-- What is needed --
Looking at the listing below, retype exactly the lines starting at the one containing "#[derive(Debug, Clone, Copy, PartialEq, Serialize)]" and ending at the one containing "pub loops: [LoopState;", both included, and nothing else.

___ Supplied records ___

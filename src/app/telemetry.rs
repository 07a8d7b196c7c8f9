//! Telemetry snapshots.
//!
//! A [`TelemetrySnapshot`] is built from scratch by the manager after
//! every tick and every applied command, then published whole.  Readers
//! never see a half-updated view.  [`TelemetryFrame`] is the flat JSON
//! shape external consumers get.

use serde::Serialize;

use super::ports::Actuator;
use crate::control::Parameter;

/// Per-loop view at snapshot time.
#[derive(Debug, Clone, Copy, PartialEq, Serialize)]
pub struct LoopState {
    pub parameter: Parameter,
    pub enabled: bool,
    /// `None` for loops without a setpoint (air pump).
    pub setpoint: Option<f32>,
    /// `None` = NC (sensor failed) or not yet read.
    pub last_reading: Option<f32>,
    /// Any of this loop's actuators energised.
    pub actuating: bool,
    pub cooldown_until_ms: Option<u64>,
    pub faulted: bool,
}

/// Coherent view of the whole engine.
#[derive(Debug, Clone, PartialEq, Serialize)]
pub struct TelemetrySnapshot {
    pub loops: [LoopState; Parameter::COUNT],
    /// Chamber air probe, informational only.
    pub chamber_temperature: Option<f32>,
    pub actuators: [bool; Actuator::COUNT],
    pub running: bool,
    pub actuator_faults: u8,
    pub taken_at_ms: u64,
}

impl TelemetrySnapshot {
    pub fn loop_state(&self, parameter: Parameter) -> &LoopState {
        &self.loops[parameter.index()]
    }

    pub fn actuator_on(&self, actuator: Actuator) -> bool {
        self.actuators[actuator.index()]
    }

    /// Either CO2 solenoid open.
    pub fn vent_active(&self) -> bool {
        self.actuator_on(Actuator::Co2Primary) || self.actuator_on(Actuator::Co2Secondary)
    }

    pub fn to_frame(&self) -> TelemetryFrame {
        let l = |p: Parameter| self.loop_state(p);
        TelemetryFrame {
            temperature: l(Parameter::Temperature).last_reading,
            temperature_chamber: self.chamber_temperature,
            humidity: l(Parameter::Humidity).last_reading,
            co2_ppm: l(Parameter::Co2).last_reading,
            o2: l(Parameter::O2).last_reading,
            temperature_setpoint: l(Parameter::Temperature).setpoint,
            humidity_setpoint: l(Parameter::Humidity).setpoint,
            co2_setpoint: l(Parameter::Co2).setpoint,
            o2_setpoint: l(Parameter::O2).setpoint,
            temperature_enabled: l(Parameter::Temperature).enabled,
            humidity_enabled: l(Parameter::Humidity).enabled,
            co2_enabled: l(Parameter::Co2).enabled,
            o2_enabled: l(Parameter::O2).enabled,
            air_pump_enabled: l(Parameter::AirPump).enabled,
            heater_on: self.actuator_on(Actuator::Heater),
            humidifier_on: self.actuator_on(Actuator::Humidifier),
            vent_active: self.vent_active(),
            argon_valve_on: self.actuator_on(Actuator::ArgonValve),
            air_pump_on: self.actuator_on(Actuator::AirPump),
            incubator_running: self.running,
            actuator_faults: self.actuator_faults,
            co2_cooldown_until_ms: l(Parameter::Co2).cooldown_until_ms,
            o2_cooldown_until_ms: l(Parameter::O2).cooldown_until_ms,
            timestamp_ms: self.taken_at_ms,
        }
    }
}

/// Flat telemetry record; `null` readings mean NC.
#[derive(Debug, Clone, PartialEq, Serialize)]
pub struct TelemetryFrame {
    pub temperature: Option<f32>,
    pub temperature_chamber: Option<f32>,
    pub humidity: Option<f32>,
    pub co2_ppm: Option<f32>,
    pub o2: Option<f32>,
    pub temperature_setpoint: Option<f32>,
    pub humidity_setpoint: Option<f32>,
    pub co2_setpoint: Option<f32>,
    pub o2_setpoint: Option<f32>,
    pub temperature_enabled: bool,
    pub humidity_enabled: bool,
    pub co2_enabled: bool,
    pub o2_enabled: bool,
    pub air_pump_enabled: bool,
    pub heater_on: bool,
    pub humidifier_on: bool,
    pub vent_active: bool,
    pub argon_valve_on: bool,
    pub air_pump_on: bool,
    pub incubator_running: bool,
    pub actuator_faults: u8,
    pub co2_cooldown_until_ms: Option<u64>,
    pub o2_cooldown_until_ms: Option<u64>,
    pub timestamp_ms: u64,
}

___

-- Exercise answer --
#[derive(Debug, Clone, Copy, PartialEq, Serialize)]
pub struct LoopState {
    pub parameter: Parameter,
    pub enabled: bool,
    /// `None` for loops without a setpoint (air pump).
    pub setpoint: Option<f32>,
    /// `None` = NC (sensor failed) or not yet read.
    pub last_reading: Option<f32>,
    /// Any of this loop's actuators energised.
    pub actuating: bool,
    pub cooldown_until_ms: Option<u64>,
    pub faulted: bool,
}

/// Coherent view of the whole engine.
#[derive(Debug, Clone, PartialEq, Serialize)]
pub struct TelemetrySnapshot {
    pub loops: [LoopState; Parameter::COUNT],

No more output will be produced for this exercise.